What this task involves: Would you count the lines of the listing that carry the word "html"? Give only the resulting number.

Extracted records:
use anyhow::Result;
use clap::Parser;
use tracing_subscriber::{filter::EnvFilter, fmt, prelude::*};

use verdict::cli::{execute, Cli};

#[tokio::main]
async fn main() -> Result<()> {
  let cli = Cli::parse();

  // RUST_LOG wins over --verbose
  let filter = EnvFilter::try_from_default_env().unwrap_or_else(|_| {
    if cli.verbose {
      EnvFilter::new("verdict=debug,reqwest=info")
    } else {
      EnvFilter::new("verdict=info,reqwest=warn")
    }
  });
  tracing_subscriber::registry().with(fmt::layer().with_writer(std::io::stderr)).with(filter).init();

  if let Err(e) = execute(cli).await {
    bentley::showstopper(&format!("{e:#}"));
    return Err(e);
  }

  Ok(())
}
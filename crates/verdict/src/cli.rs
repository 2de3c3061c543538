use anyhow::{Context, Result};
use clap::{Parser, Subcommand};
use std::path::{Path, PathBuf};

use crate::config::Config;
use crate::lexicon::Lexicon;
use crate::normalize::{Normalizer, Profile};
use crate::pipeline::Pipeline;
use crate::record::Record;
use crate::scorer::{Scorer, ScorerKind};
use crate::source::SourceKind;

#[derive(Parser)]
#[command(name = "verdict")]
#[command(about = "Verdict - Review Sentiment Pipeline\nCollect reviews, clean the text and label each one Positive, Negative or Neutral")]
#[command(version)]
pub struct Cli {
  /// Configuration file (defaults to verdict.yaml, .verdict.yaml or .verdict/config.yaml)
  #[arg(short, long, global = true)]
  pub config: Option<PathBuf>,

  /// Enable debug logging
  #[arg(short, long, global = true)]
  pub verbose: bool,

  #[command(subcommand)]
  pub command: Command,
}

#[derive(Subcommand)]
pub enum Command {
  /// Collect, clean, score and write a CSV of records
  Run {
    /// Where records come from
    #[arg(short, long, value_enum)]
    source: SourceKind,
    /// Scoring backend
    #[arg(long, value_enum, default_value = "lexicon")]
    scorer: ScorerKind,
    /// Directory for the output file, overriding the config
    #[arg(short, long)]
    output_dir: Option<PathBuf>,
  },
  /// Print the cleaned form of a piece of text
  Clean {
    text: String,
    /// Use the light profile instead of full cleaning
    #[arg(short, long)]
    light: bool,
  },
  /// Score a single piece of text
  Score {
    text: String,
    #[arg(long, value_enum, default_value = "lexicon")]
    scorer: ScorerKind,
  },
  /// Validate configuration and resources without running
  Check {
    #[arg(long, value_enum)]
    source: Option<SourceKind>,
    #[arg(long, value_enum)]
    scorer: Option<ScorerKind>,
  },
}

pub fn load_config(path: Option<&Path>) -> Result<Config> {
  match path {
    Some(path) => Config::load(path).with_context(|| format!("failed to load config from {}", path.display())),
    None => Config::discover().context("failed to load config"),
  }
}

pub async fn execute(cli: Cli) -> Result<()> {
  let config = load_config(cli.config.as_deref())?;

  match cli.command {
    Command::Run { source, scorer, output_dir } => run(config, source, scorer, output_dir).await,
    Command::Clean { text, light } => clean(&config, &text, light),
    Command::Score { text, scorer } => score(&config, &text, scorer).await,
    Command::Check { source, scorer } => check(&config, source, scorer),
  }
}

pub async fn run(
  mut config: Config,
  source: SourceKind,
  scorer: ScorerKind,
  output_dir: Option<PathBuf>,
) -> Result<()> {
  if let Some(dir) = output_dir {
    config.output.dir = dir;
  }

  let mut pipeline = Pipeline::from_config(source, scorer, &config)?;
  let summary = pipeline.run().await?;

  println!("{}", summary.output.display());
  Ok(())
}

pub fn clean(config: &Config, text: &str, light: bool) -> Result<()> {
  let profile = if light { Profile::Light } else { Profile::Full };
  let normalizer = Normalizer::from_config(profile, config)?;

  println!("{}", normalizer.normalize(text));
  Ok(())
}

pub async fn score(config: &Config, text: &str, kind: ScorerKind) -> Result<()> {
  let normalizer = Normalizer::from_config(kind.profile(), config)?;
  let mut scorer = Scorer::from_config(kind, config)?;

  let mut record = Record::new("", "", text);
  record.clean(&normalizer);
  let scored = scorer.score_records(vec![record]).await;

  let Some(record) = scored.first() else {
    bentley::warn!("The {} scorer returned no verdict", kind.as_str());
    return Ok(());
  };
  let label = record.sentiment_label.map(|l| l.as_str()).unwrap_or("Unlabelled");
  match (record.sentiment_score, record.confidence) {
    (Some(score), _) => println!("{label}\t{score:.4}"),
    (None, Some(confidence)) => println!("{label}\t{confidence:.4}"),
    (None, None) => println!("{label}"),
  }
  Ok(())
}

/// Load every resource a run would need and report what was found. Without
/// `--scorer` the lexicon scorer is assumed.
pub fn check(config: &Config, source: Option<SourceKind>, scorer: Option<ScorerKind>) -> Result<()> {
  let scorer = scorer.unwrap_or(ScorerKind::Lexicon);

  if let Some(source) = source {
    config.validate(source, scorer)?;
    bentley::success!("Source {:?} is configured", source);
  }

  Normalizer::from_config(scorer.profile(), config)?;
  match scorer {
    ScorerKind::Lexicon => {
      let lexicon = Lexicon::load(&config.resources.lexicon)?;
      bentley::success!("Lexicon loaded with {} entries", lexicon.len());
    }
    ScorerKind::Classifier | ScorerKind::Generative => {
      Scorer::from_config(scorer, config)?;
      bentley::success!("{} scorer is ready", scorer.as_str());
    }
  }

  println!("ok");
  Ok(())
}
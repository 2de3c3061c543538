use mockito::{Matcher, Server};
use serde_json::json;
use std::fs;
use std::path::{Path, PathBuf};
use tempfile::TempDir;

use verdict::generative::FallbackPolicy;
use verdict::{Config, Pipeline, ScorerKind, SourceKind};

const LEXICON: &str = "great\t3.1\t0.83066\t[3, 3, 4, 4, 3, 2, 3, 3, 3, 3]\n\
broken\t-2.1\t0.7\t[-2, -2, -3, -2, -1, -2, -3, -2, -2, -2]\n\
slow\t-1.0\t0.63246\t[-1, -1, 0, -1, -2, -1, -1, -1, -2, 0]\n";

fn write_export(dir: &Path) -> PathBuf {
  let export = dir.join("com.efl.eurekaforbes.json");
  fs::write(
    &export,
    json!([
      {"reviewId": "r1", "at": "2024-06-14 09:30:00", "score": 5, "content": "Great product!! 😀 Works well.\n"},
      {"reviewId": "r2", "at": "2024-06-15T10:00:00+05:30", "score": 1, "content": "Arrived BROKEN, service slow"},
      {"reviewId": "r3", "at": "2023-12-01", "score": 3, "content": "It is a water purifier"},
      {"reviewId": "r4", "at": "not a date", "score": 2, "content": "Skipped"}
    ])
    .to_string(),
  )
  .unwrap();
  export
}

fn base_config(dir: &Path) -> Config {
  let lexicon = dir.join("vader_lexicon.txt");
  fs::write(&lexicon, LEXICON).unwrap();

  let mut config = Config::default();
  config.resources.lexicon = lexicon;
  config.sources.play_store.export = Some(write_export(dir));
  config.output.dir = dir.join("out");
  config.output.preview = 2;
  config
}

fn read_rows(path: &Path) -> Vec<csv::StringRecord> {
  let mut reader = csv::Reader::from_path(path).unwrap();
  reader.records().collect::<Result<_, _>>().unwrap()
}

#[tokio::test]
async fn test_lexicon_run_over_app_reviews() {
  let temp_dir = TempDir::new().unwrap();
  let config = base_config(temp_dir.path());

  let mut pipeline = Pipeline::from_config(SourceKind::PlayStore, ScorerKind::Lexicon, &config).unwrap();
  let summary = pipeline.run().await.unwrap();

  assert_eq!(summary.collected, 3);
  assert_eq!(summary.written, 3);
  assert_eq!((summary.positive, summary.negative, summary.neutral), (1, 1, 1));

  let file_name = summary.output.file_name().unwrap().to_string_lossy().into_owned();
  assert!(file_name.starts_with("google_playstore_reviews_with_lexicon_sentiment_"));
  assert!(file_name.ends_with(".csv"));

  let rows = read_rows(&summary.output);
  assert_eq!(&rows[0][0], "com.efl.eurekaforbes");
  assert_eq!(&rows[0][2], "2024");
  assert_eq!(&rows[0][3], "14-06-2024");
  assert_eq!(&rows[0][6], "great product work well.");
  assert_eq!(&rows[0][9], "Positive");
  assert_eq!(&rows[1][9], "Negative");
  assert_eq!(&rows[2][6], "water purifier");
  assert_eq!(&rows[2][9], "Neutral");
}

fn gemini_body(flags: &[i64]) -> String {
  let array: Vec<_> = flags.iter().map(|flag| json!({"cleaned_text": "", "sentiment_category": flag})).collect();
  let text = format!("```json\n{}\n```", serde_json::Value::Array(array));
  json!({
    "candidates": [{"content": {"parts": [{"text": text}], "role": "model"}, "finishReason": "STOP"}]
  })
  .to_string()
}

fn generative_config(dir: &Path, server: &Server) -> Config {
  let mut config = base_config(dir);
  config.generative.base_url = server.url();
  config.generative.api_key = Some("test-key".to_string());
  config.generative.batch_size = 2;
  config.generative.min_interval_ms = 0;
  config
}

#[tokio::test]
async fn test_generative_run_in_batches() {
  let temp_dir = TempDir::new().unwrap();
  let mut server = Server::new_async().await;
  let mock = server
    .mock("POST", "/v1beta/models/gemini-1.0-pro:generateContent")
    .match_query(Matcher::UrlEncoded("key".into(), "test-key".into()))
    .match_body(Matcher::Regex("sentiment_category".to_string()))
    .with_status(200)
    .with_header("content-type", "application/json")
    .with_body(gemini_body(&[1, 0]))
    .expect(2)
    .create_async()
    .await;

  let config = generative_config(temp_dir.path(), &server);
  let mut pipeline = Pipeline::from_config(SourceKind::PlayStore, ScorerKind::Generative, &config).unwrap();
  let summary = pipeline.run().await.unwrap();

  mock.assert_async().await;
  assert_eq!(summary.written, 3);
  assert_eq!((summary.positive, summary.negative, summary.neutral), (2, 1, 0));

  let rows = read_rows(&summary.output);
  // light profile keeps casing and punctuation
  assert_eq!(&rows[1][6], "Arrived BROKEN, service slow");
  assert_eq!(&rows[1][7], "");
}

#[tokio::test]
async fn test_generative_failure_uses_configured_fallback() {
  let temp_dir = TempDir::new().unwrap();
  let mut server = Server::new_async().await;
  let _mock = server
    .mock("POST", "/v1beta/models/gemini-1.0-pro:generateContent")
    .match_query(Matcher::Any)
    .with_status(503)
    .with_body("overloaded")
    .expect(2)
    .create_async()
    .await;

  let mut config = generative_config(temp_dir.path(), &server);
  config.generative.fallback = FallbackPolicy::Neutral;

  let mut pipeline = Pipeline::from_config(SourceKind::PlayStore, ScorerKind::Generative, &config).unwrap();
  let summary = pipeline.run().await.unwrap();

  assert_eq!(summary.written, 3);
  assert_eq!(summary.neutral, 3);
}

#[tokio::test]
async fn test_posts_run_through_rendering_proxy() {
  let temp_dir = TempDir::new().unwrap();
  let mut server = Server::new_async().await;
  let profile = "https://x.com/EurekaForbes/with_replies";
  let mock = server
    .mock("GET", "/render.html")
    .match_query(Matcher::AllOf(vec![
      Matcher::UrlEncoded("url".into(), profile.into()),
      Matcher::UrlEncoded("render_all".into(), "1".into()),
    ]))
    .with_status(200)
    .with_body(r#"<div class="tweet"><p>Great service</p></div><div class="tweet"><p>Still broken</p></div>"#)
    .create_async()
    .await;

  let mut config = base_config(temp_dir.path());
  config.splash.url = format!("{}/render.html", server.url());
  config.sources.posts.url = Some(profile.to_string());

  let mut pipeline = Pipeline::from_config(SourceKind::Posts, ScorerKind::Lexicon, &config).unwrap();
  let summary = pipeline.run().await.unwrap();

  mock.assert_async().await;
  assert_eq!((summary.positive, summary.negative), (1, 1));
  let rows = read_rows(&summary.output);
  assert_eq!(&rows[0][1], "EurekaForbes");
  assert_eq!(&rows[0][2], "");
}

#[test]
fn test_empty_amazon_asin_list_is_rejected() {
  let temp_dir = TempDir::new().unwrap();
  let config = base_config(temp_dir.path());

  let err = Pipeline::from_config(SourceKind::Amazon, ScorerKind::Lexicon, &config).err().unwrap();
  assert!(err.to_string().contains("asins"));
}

Answer box: 2